The jungle exhaled mist as morning light pierced through the canopy, illuminating the wreckage of what had once been a luxurious villa. The structure now resembled a warzone—marble floors cratered, walls reduced to skeletal frames, the remnants of fine furniture scattered like kindling.
Lin Fan stretched, his bare feet crunching over shattered glass. The destruction was almost artistic in its completeness.
*"Note to self,"* he mused, *"next time, build with vibranium."*
A smirk tugged at his lips. Wakanda wouldn't miss a few tons of it.
The scent of charred bacon and coffee cut through the dust. Psylocke stood amidst the ruins of the kitchen, her psychic katana hovering over a makeshift grill, spearing strips of meat with lethal precision. The dark mana's influence still clung to her—subtle but undeniable. Her pupils, once a deep violet, now pulsed faintly with an eerie, otherworldly glow.
"You're up early," Lin Fan remarked, plucking a strip of bacon from midair before it could land on the blade's edge.
She didn't look at him. "Couldn't sleep. Kept dreaming of tentacles."
"Charming."
Across the wreckage, Sebastian Shaw surveyed the damage with the detached amusement of a man who had burned down his fair share of estates. He brushed a fleck of dust from his tailored suit sleeve.
"I've seen battlefields with more structural integrity," he remarked, stepping over a collapsed beam.
Emma Frost, perched on the only intact chair in the room, sipped tea from a miraculously unbroken china cup. "Darling, you're being generous.
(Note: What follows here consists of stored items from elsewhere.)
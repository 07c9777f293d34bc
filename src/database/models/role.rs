use chrono::{DateTime, Utc};
use serde::{Deserialize, Serialize};
use sqlx::FromRow;
use uuid::Uuid;

#[derive(Debug, Clone, Serialize, Deserialize, FromRow)]
#[serde(rename_all = "camelCase")]
pub struct Role {
    pub id: Uuid,
    pub name: String,
    pub description: Option<String>,
    /// Ordered permission strings.
    pub authorizations: Vec<String>,
    pub company_id: Uuid,
    pub created_at: DateTime<Utc>,
    pub updated_at: DateTime<Utc>,
    pub deleted_at: Option<DateTime<Utc>>,
}
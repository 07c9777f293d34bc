use axum::{
    extract::{Extension, Path},
    http::StatusCode,
    response::Json,
};
use chrono::{DateTime, Utc};
use serde::Deserialize;
use serde_json::{json, Value};
use uuid::Uuid;

use crate::auth::guard;
use crate::constants::permissions;
use crate::context::TenantSession;
use crate::error::ApiError;
use crate::services::invites;

#[derive(Debug, Deserialize)]
#[serde(rename_all = "camelCase")]
pub struct CreateInviteRequest {
    pub driver_id: Uuid,
    #[serde(default)]
    pub branch_id: Option<Uuid>,
    #[serde(default)]
    pub role_id: Option<Uuid>,
    #[serde(default)]
    pub expires_at: Option<DateTime<Utc>>,
}

pub async fn create_invite(
    Extension(session): Extension<TenantSession>,
    Json(body): Json<CreateInviteRequest>,
) -> Result<(StatusCode, Json<Value>), ApiError> {
    let ctx = session.context();
    guard::require(ctx, &[permissions::INVITES_CREATE])?;

    let mut conn = session.db()?.lock().await;
    let invite = invites::create_invite(
        &mut conn,
        ctx,
        body.driver_id,
        body.branch_id,
        body.role_id,
        body.expires_at,
    )
    .await?;

    Ok((
        StatusCode::CREATED,
        Json(json!({ "success": true, "data": invite })),
    ))
}

pub async fn revoke_invite(
    Extension(session): Extension<TenantSession>,
    Path(invite_id): Path<Uuid>,
) -> Result<Json<Value>, ApiError> {
    let ctx = session.context();
    guard::require(ctx, &[permissions::INVITES_REVOKE])?;

    let mut conn = session.db()?.lock().await;
    invites::revoke_invite(&mut conn, ctx, invite_id).await?;

    Ok(Json(json!({ "success": true })))
}
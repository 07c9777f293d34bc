use chrono::{DateTime, Utc};
use serde::{Deserialize, Serialize};
use sqlx::FromRow;
use uuid::Uuid;

#[derive(Debug, Clone, Serialize, Deserialize, FromRow)]
#[serde(rename_all = "camelCase")]
pub struct Vehicle {
    pub id: Uuid,
    pub name: String,
    pub plate: Option<String>,
    pub company_id: Uuid,
    pub branch_id: Option<Uuid>,
    pub driver_id: Option<Uuid>,
    pub created_at: DateTime<Utc>,
    pub updated_at: DateTime<Utc>,
    pub deleted_at: Option<DateTime<Utc>>,
}
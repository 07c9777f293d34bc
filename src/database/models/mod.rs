pub mod balance;
pub mod branch;
pub mod company;
pub mod driver;
pub mod driver_invite;
pub mod mission;
pub mod mobile_user;
pub mod refresh_token;
pub mod role;
pub mod route;
pub mod vehicle;
pub mod web_user;
//! Mobile self endpoints. These exercise the guard's self rule: a mobile
//! actor may read and update its own record whatever its permission set.

use axum::{extract::Extension, response::Json};
use serde::Deserialize;
use serde_json::{json, Value};

use crate::auth::guard::{self, SelfOperation};
use crate::constants::permissions;
use crate::context::TenantSession;
use crate::database::models::mobile_user::MobileUser;
use crate::error::ApiError;

pub async fn get_me(
    Extension(session): Extension<TenantSession>,
) -> Result<Json<Value>, ApiError> {
    let ctx = session.context();
    let user_id = ctx
        .user_id
        .ok_or_else(|| ApiError::unauthenticated("Authentication required"))?;
    guard::require_or_self(
        ctx,
        &[permissions::DRIVERS_MANAGE],
        user_id,
        SelfOperation::ReadSelf,
    )?;

    let mut conn = session.db()?.lock().await;
    let user: Option<MobileUser> =
        sqlx::query_as("SELECT * FROM mobile_users WHERE id = $1 AND deleted_at IS NULL")
            .bind(user_id)
            .fetch_optional(&mut **conn)
            .await?;
    let user = user.ok_or_else(|| ApiError::not_found("Account not found"))?;

    Ok(Json(json!({ "success": true, "data": user })))
}

#[derive(Debug, Deserialize)]
#[serde(rename_all = "camelCase")]
pub struct UpdateMeRequest {
    #[serde(default)]
    pub email: Option<String>,
    #[serde(default)]
    pub phone: Option<String>,
    #[serde(default)]
    pub address: Option<String>,
}

pub async fn update_me(
    Extension(session): Extension<TenantSession>,
    Json(body): Json<UpdateMeRequest>,
) -> Result<Json<Value>, ApiError> {
    let ctx = session.context();
    let user_id = ctx
        .user_id
        .ok_or_else(|| ApiError::unauthenticated("Authentication required"))?;
    guard::require_or_self(
        ctx,
        &[permissions::DRIVERS_MANAGE],
        user_id,
        SelfOperation::UpdateSelf,
    )?;

    let mut conn = session.db()?.lock().await;
    let user: Option<MobileUser> = sqlx::query_as(
        "UPDATE mobile_users
         SET email = COALESCE($2, email),
             phone = COALESCE($3, phone),
             address = COALESCE($4, address),
             updated_at = now()
         WHERE id = $1 AND deleted_at IS NULL
         RETURNING *",
    )
    .bind(user_id)
    .bind(&body.email)
    .bind(&body.phone)
    .bind(&body.address)
    .fetch_optional(&mut **conn)
    .await?;
    let user = user.ok_or_else(|| ApiError::not_found("Account not found"))?;

    Ok(Json(json!({ "success": true, "data": user })))
}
This looks like the aftermath of a Hulk tantrum."
Lin Fan grinned. "You should've seen the other guy."
Psylocke flipped a pancake with the flat of her blade. "There was no other guy. You sneezed and took out the east wing."
A beat of silence.
Then, laughter—dark, amused, the kind that came from people who had seen too much to be shocked by destruction anymore.
Shaw raised an imaginary glass. "To our host. The only man who can turn breakfast into a demolition project."
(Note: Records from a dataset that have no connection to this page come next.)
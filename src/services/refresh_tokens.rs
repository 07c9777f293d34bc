//! Refresh-token service. The client-facing token is `<id>.<secret>`
//! where `id` is the row's UUID and `secret` is 128 random bits in hex;
//! only the bcrypt hash of the secret is stored. Tokens rotated within
//! one login lineage share a `family_id`, and presenting an
//! already-revoked token revokes the entire family.

use bcrypt::{hash, verify, DEFAULT_COST};
use chrono::{DateTime, Duration, Utc};
use rand::RngCore;
use sqlx::PgConnection;
use uuid::Uuid;

use crate::config;
use crate::database::models::refresh_token::RefreshToken;

/// Which store the token's owner lives in.
#[derive(Debug, Clone, Copy, PartialEq, Eq)]
pub enum UserRef {
    Web(Uuid),
    Mobile(Uuid),
}

#[derive(Debug, thiserror::Error)]
pub enum RefreshTokenError {
    /// A revoked token was presented again. The caller must COMMIT the
    /// family revocation even though the request itself fails.
    #[error("refresh token reuse detected")]
    ReuseDetected,
    #[error("invalid refresh token")]
    Invalid,
    #[error("password hashing failed: {0}")]
    Hash(#[from] bcrypt::BcryptError),
    #[error(transparent)]
    Db(#[from] sqlx::Error),
}

#[derive(Debug)]
pub struct IssuedToken {
    pub token: String,
    pub family_id: Uuid,
    pub expires_at: DateTime<Utc>,
}

#[derive(Debug)]
pub struct RotatedToken {
    pub token: String,
    pub user: UserRef,
    pub family_id: Uuid,
    pub expires_at: DateTime<Utc>,
}

/// Create a new refresh token for the user, optionally continuing an
/// existing family.
pub async fn issue(
    conn: &mut PgConnection,
    user: UserRef,
    family_id: Option<Uuid>,
) -> Result<IssuedToken, RefreshTokenError> {
    let id = Uuid::new_v4();
    let secret = generate_secret();
    let token_hash = hash(&secret, DEFAULT_COST)?;
    let family_id = family_id.unwrap_or_else(Uuid::new_v4);
    let expires_at =
        Utc::now() + Duration::days(config::config().security.refresh_token_expiration_days);

    let (user_id, mobile_user_id) = match user {
        UserRef::Web(id) => (Some(id), None),
        UserRef::Mobile(id) => (None, Some(id)),
    };

    sqlx::query(
        "INSERT INTO refresh_tokens (id, user_id, mobile_user_id, token_hash, expires_at, family_id)
         VALUES ($1, $2, $3, $4, $5, $6)",
    )
    .bind(id)
    .bind(user_id)
    .bind(mobile_user_id)
    .bind(&token_hash)
    .bind(expires_at)
    .bind(family_id)
    .execute(&mut *conn)
    .await?;

    Ok(IssuedToken {
        token: format!("{}.{}", id, secret),
        family_id,
        expires_at,
    })
}

/// Exchange a valid refresh token for a fresh one in the same family,
/// revoking the presented token. A replayed (already revoked) token
/// revokes the whole family before failing.
pub async fn rotate(
    conn: &mut PgConnection,
    raw_token: &str,
) -> Result<RotatedToken, RefreshTokenError> {
    let (id, secret) = parse_token(raw_token).ok_or(RefreshTokenError::Invalid)?;

    let row: Option<RefreshToken> =
        sqlx::query_as("SELECT * FROM refresh_tokens WHERE id = $1")
            .bind(id)
            .fetch_optional(&mut *conn)
            .await?;
    let row = row.ok_or(RefreshTokenError::Invalid)?;

    if row.is_revoked {
        revoke_family(conn, row.family_id).await?;
        return Err(RefreshTokenError::ReuseDetected);
    }
    if !verify(&secret, &row.token_hash).unwrap_or(false) {
        return Err(RefreshTokenError::Invalid);
    }
    if row.expires_at < Utc::now() {
        return Err(RefreshTokenError::Invalid);
    }

    sqlx::query("UPDATE refresh_tokens SET is_revoked = true WHERE id = $1")
        .bind(row.id)
        .execute(&mut *conn)
        .await?;

    let user = match (row.user_id, row.mobile_user_id) {
        (Some(id), None) => UserRef::Web(id),
        (None, Some(id)) => UserRef::Mobile(id),
        _ => return Err(RefreshTokenError::Invalid),
    };

    let issued = issue(conn, user, Some(row.family_id)).await?;
    Ok(RotatedToken {
        token: issued.token,
        user,
        family_id: row.family_id,
        expires_at: issued.expires_at,
    })
}

/// Best-effort revocation of a single token. Unparseable input and
/// unknown ids are ignored; calling twice is a no-op.
pub async fn revoke(conn: &mut PgConnection, raw_token: &str) -> Result<(), RefreshTokenError> {
    let Some((id, _)) = parse_token(raw_token) else {
        return Ok(());
    };
    sqlx::query("UPDATE refresh_tokens SET is_revoked = true WHERE id = $1")
        .bind(id)
        .execute(&mut *conn)
        .await?;
    Ok(())
}

/// Revoke every token in a family.
pub async fn revoke_family(
    conn: &mut PgConnection,
    family_id: Uuid,
) -> Result<(), RefreshTokenError> {
    sqlx::query("UPDATE refresh_tokens SET is_revoked = true WHERE family_id = $1")
        .bind(family_id)
        .execute(&mut *conn)
        .await?;
    Ok(())
}

/// 128 random bits as lowercase hex.
fn generate_secret() -> String {
    let mut bytes = [0u8; 16];
    rand::thread_rng().fill_bytes(&mut bytes);
    bytes.iter().map(|b| format!("{:02x}", b)).collect()
}

/// Split `<uuid>.<secret>`; the secret must be at least 32 hex chars.
fn parse_token(raw: &str) -> Option<(Uuid, String)> {
    let (id_part, secret_part) = raw.split_once('.')?;
    let id = Uuid::parse_str(id_part).ok()?;
    let secret = secret_part.trim();
    if secret.len() < 32 || !secret.chars().all(|c| c.is_ascii_hexdigit()) {
        return None;
    }
    Some((id, secret.to_string()))
}

#[cfg(test)]
mod tests {
    use super::*;

    #[test]
    fn secret_is_32_hex_chars() {
        let secret = generate_secret();
        assert_eq!(secret.len(), 32);
        assert!(secret.chars().all(|c| c.is_ascii_hexdigit()));
    }

    #[test]
    fn parses_well_formed_tokens() {
        let id = Uuid::new_v4();
        let secret = generate_secret();
        let (parsed_id, parsed_secret) = parse_token(&format!("{}.{}", id, secret)).unwrap();
        assert_eq!(parsed_id, id);
        assert_eq!(parsed_secret, secret);
    }

    #[test]
    fn rejects_malformed_tokens() {
        assert!(parse_token("no-separator").is_none());
        assert!(parse_token("not-a-uuid.deadbeefdeadbeefdeadbeefdeadbeef").is_none());
        let id = Uuid::new_v4();
        // Too short
        assert!(parse_token(&format!("{}.abcdef", id)).is_none());
        // Not hex
        assert!(parse_token(&format!("{}.{}", id, "zz".repeat(16))).is_none());
    }
}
Emma's lips curled. "And here I thought the Hellfire Club had a monopoly on property damage."
Lin Fan snatched another piece of bacon. "You're all terrible houseguests, by the way."
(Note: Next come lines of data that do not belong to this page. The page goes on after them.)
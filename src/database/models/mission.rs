use chrono::{DateTime, NaiveDate, Utc};
use serde::{Deserialize, Serialize};
use sqlx::FromRow;
use uuid::Uuid;

/// A delivery stop.
#[derive(Debug, Clone, Serialize, Deserialize, FromRow)]
#[serde(rename_all = "camelCase")]
pub struct Mission {
    pub id: Uuid,
    pub address: String,
    pub latitude: Option<f64>,
    pub longitude: Option<f64>,
    pub scheduled_date: NaiveDate,
    pub status: String,
    pub company_id: Uuid,
    pub branch_id: Option<Uuid>,
    pub driver_id: Option<Uuid>,
    pub vehicle_id: Option<Uuid>,
    pub created_at: DateTime<Utc>,
    pub updated_at: DateTime<Utc>,
    pub deleted_at: Option<DateTime<Utc>>,
}
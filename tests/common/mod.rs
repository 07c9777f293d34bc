//! Black-box test fixture. Each test binary boots one real server
//! process and shares it across its #[tokio::test] functions; readiness
//! is keyed to the listen socket, which the server only opens after
//! migrations, role bootstrap and seeding have finished.

use std::net::TcpListener;
use std::process::{Child, Command, Stdio};
use std::sync::OnceLock;
use std::time::{Duration, Instant, SystemTime, UNIX_EPOCH};

use anyhow::{bail, Context, Result};

const BOOT_TIMEOUT: Duration = Duration::from_secs(15);
const BOOT_POLL: Duration = Duration::from_millis(100);

pub struct Harness {
    base_url: String,
    _server: Child,
}

impl Harness {
    pub fn url(&self, path: &str) -> String {
        format!("{}{}", self.base_url, path)
    }
}

static HARNESS: OnceLock<Harness> = OnceLock::new();

pub async fn server() -> Result<&'static Harness> {
    let harness = HARNESS.get_or_init(|| boot().expect("could not launch the API binary"));
    await_listening(harness).await?;
    Ok(harness)
}

fn boot() -> Result<Harness> {
    let port = free_port()?;

    // Cargo exports the path of the compiled binary to integration tests;
    // everything else (DATABASE_URL, JWT_SECRET, ...) comes from the
    // inherited environment / .env, same as a real deployment.
    let server = Command::new(env!("CARGO_BIN_EXE_dispatch-api-rust"))
        .env("DISPATCH_API_PORT", port.to_string())
        .stdin(Stdio::null())
        .stdout(Stdio::null())
        .stderr(Stdio::inherit())
        .spawn()
        .context("spawning the server binary")?;

    Ok(Harness {
        base_url: format!("http://127.0.0.1:{}", port),
        _server: server,
    })
}

/// Ask the OS for an ephemeral port, then hand it to the server.
fn free_port() -> Result<u16> {
    let probe = TcpListener::bind("127.0.0.1:0").context("no free port available")?;
    Ok(probe.local_addr()?.port())
}

async fn await_listening(harness: &Harness) -> Result<()> {
    let client = reqwest::Client::new();
    let started = Instant::now();

    while started.elapsed() < BOOT_TIMEOUT {
        if let Ok(response) = client.get(harness.url("/")).send().await {
            if response.status().is_success() {
                return Ok(());
            }
        }
        tokio::time::sleep(BOOT_POLL).await;
    }
    bail!(
        "server did not come up on {} within {:?}",
        harness.base_url,
        BOOT_TIMEOUT
    )
}

/// Tag usernames and company names so repeated and parallel runs never
/// collide on the unique columns.
#[allow(dead_code)]
pub fn tag(prefix: &str) -> String {
    let nanos = SystemTime::now()
        .duration_since(UNIX_EPOCH)
        .expect("clock before epoch")
        .as_nanos();
    format!("{}-{:x}", prefix, nanos)
}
Psylocke finally looked at him, deadpan. "Says the man who turned his home into modern art."
The banter was sharp, effortless. But beneath it, tension hummed. The Hellfire Club wasn't here for breakfast. And Psylocke's grip on her psychic blade was just a little too tight.
Something was coming.
And they all knew it.
---
The Road to Westchester
Xavier's School for Gifted Youngsters lay a thousand kilometers northeast—a distance Lin Fan could cross in seconds if he wished. But speed wasn't the point.
The point was making an entrance.
Psylocke's hands twisted in the air, violet energy spiraling between her fingers. The dark mana within her resonated, reacting to the lingering traces of Kamar-Taj's magic in her cells. The air before her split like fabric, threads of reality unraveling to form a jagged portal.
It flickered, unstable.
"Fifty kilometers out," she said through gritted teeth. "Their wards are stronger than I remember."
Lin Fan studied the rippling gateway. "Will it hold?"
Her katana materialized at his throat, its edge humming with restrained power. "Walk through and find out."
Behind them, Shaw sighed, adjusting his cufflinks. "If this is the quality of your transportation, I'd rather take a limousine."
Emma glided past him, her white dress untouched by debris. "Then stay. I, for one, am curious to see what has Charles so frightened that he's turned his school into a fortress."
The Hellfire Seven stepped through—
—and into a warzone.
---
The school's grand hall was a masterpiece of stained glass and polished oak, sunlight streaming through depictions of mutant history. Young students sat in rapt attention as Professor X's calm voice filled the room.
"—and the first recorded mutant emerged in ancient Mesopotamia, though some scholars argue—"
The teacup in his hand shattered.
Silence.
Everyone in the room gasped in unison. Cyclops' visor activated with a hydraulic hiss.
"Professor?"
Charles Xavier's fingers tightened on his wheelchair's armrests. His voice, when it came, was barely above a whisper.
"Lock down the Cerebro wing. Now."
Outside, the sky rippled.
Not with clouds.
With something far, far worse.
Lin Fan's boots cratered the lawn as he landed. Psylocke touched down beside him, blades already drawn. Behind them, the Hellfire contingent fanned out—Shaw with the lazy confidence of a predator, Emma with the poised stillness of a queen surveying her chessboard.
Storm met them at the entrance, the air around her crackling with ozone.
"Turn back."
Lin Fan spread his arms, grinning. "Or what? You'll rain on my parade?"
From the upper floors, a psychic scream tore through the mansion—raw, unfiltered power that shattered every east-facing window in a storm of glass.
Jean Grey's voice.
Emma Frost went very, very still.
"Ah," she murmured. "Now I understand the Shields."